# Your instructions
Look for the string "verification" in the listing. Copy each line that has it.

# Exercise data
....

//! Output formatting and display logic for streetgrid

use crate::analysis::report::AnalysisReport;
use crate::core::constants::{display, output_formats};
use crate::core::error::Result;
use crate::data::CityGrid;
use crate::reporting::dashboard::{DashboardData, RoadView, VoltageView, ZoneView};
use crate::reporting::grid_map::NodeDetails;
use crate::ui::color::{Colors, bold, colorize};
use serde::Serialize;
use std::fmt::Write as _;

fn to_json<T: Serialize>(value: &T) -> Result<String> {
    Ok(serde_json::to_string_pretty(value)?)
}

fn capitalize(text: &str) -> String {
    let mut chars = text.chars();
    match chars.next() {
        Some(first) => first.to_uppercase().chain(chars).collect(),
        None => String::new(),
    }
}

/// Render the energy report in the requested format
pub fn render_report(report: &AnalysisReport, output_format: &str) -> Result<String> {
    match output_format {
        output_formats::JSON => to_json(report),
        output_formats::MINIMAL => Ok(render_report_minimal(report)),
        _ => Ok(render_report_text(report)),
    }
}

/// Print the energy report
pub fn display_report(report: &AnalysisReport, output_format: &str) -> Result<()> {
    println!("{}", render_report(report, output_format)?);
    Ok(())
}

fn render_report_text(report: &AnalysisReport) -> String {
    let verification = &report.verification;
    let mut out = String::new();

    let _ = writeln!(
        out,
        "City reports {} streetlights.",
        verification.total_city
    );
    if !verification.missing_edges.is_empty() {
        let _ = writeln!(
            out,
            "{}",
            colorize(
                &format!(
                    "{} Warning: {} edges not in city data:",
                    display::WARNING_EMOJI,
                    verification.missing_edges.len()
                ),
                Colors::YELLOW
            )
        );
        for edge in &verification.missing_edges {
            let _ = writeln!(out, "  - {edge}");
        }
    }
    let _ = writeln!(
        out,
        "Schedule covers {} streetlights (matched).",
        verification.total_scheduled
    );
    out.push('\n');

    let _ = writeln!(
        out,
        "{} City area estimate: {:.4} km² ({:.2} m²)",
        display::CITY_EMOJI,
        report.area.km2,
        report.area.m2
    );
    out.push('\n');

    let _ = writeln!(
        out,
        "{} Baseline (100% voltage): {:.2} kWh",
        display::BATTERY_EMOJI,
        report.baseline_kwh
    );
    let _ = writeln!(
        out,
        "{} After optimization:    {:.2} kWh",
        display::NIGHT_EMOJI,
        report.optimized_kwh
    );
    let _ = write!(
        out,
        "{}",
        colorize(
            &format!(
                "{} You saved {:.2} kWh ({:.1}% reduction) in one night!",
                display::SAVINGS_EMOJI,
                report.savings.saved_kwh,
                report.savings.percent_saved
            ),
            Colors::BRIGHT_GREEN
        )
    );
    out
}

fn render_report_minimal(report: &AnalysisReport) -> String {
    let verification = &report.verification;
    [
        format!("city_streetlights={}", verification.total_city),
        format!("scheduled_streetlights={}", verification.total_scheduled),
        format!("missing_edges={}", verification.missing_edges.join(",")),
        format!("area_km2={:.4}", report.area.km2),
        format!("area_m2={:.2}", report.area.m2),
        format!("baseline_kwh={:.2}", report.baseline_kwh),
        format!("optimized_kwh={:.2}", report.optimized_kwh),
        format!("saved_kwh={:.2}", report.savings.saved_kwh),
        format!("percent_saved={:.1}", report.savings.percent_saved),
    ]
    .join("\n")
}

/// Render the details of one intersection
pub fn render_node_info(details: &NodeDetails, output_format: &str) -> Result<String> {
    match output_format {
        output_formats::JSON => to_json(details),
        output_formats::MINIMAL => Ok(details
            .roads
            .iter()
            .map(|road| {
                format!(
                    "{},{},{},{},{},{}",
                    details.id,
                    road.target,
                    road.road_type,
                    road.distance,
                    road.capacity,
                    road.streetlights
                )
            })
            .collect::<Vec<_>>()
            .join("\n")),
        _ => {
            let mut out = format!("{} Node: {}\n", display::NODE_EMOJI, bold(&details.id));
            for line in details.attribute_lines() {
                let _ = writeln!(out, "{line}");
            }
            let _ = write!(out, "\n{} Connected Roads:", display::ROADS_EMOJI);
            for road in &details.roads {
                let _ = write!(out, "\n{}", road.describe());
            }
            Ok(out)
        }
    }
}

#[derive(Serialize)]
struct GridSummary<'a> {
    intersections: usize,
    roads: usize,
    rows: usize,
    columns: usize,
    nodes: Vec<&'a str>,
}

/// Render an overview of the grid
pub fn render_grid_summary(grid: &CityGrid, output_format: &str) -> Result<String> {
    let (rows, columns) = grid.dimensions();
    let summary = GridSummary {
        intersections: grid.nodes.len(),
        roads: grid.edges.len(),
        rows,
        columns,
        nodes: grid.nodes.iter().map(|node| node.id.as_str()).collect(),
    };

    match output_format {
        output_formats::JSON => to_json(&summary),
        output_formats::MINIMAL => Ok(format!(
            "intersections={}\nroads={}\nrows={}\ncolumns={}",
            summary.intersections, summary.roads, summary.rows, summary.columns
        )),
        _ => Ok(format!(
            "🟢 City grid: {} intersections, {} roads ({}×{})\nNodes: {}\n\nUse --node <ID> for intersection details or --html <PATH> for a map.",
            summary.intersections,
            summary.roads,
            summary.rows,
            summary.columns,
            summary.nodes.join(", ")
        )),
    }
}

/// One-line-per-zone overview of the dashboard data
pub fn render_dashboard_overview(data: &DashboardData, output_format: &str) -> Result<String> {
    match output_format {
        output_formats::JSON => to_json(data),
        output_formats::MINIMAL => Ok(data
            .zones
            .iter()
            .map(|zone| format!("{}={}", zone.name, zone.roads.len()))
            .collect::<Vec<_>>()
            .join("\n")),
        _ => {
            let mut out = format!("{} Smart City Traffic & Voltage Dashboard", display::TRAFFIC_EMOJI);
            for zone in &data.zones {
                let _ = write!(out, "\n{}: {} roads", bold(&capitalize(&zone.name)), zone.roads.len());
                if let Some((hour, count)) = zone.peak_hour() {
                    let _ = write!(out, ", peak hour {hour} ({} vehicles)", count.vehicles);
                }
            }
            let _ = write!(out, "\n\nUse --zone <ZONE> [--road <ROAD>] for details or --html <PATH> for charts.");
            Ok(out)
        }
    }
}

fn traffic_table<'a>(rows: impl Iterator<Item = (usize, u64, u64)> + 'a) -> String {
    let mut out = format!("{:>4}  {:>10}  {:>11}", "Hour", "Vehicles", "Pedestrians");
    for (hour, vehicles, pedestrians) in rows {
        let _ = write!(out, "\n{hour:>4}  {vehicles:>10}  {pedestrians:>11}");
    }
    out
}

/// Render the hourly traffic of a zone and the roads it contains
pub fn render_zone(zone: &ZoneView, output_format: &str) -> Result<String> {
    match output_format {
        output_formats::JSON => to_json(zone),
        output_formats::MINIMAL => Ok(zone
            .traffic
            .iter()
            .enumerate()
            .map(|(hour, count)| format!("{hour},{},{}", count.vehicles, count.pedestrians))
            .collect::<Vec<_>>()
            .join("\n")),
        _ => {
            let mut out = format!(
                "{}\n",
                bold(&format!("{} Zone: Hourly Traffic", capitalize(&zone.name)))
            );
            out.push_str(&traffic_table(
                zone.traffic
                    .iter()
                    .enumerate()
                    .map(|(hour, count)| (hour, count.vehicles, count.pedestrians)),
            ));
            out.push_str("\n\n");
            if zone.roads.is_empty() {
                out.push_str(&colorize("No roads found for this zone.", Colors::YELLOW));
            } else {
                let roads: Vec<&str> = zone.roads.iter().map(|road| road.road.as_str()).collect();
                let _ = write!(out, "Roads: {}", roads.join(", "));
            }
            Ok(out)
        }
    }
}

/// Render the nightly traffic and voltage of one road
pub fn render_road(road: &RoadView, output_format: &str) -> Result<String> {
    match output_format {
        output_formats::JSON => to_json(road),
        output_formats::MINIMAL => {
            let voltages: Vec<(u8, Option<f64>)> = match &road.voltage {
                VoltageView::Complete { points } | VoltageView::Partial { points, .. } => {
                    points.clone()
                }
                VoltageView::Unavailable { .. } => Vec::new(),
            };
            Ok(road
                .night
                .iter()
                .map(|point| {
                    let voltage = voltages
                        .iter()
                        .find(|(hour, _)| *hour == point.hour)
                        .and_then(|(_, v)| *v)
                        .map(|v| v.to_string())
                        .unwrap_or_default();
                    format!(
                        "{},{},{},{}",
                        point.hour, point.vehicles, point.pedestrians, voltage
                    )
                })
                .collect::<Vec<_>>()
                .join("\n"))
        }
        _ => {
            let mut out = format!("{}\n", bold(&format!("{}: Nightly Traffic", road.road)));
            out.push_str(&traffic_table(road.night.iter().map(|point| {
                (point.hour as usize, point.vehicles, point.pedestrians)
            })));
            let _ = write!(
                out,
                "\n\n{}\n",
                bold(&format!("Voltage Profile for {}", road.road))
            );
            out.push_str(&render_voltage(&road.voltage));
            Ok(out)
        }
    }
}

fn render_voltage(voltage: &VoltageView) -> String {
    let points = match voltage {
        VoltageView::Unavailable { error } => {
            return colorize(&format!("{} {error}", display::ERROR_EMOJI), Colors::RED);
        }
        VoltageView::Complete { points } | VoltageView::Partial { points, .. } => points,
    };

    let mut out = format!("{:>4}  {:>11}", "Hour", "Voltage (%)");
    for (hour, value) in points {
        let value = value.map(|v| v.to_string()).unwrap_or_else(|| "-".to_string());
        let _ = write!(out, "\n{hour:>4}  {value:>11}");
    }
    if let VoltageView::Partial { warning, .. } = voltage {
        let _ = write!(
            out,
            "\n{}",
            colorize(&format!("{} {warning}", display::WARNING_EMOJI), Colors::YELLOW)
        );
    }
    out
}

....

# Response
    let verification = &report.verification;
        verification.total_city
    if !verification.missing_edges.is_empty() {
                    verification.missing_edges.len()
        for edge in &verification.missing_edges {
        verification.total_scheduled
    let verification = &report.verification;
        format!("city_streetlights={}", verification.total_city),
        format!("scheduled_streetlights={}", verification.total_scheduled),
        format!("missing_edges={}", verification.missing_edges.join(",")),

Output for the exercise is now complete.